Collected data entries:
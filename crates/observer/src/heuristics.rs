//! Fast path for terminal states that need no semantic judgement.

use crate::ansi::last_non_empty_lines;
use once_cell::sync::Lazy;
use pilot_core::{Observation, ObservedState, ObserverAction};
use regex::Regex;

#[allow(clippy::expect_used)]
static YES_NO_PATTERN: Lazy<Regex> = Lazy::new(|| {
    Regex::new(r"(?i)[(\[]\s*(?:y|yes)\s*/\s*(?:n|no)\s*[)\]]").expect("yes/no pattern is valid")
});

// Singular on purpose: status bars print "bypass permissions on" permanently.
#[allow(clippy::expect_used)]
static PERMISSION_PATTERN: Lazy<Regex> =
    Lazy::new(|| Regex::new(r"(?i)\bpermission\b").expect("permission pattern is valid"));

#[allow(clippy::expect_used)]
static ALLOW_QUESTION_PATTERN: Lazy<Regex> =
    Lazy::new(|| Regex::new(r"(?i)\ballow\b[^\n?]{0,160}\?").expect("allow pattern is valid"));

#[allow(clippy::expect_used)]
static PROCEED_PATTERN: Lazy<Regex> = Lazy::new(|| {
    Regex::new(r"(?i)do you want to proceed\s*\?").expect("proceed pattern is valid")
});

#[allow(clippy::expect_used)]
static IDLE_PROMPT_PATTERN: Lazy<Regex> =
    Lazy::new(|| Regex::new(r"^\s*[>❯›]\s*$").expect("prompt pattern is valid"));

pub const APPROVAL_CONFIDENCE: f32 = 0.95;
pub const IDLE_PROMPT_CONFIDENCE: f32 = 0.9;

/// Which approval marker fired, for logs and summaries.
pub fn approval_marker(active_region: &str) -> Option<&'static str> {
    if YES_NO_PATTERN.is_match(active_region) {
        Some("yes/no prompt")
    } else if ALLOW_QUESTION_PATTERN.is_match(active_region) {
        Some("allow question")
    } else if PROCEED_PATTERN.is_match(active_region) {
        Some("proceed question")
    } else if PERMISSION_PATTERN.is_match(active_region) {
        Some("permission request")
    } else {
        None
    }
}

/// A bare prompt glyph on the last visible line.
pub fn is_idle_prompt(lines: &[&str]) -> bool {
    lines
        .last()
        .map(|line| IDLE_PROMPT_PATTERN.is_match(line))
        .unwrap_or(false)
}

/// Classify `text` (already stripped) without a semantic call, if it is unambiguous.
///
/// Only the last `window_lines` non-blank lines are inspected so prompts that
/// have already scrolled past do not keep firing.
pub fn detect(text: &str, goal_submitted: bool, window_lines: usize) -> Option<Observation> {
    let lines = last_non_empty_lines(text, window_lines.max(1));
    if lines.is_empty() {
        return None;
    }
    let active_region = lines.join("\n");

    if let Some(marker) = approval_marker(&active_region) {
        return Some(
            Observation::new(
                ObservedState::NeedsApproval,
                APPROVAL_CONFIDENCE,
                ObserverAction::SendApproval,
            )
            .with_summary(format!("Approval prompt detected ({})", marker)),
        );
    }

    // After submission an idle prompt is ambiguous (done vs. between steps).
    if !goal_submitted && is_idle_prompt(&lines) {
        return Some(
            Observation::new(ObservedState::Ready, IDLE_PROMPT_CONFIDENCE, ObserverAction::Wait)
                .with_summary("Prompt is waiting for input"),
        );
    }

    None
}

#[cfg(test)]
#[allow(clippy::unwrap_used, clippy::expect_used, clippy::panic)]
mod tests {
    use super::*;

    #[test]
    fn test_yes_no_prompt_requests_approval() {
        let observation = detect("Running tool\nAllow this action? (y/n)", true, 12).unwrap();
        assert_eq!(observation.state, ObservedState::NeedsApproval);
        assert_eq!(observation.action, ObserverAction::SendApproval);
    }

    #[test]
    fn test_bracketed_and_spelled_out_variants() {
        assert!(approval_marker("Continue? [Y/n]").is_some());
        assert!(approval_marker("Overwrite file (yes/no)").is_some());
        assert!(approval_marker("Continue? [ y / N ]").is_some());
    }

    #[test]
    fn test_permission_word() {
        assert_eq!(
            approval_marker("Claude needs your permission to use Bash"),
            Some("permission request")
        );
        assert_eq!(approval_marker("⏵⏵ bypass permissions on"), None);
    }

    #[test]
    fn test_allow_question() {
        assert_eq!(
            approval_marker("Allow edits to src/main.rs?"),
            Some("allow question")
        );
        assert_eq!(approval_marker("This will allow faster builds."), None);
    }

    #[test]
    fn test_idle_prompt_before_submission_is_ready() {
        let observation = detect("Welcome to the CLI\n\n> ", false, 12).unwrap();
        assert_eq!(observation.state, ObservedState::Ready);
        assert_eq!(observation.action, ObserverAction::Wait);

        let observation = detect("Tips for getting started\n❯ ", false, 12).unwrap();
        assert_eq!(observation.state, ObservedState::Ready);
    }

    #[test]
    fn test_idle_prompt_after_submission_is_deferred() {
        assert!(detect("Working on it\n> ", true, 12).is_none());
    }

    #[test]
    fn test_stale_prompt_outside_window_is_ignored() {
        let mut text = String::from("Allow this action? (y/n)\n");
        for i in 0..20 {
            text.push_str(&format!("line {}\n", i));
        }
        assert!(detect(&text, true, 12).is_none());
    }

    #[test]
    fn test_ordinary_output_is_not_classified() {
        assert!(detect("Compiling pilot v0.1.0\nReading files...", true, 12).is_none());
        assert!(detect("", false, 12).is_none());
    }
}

Required work:
Without changing anything, quote the lines from the top of the data to the line that contains "static PROCEED_PATTERN: Lazy<Regex>", including that line.

Answer area:
filename crates/observer/src/heuristics.rs
//! Fast path for terminal states that need no semantic judgement.

use crate::ansi::last_non_empty_lines;
use once_cell::sync::Lazy;
use pilot_core::{Observation, ObservedState, ObserverAction};
use regex::Regex;

#[allow(clippy::expect_used)]
static YES_NO_PATTERN: Lazy<Regex> = Lazy::new(|| {
    Regex::new(r"(?i)[(\[]\s*(?:y|yes)\s*/\s*(?:n|no)\s*[)\]]").expect("yes/no pattern is valid")
});

// Singular on purpose: status bars print "bypass permissions on" permanently.
#[allow(clippy::expect_used)]
static PERMISSION_PATTERN: Lazy<Regex> =
    Lazy::new(|| Regex::new(r"(?i)\bpermission\b").expect("permission pattern is valid"));

#[allow(clippy::expect_used)]
static ALLOW_QUESTION_PATTERN: Lazy<Regex> =
    Lazy::new(|| Regex::new(r"(?i)\ballow\b[^\n?]{0,160}\?").expect("allow pattern is valid"));

#[allow(clippy::expect_used)]
static PROCEED_PATTERN: Lazy<Regex> = Lazy::new(|| {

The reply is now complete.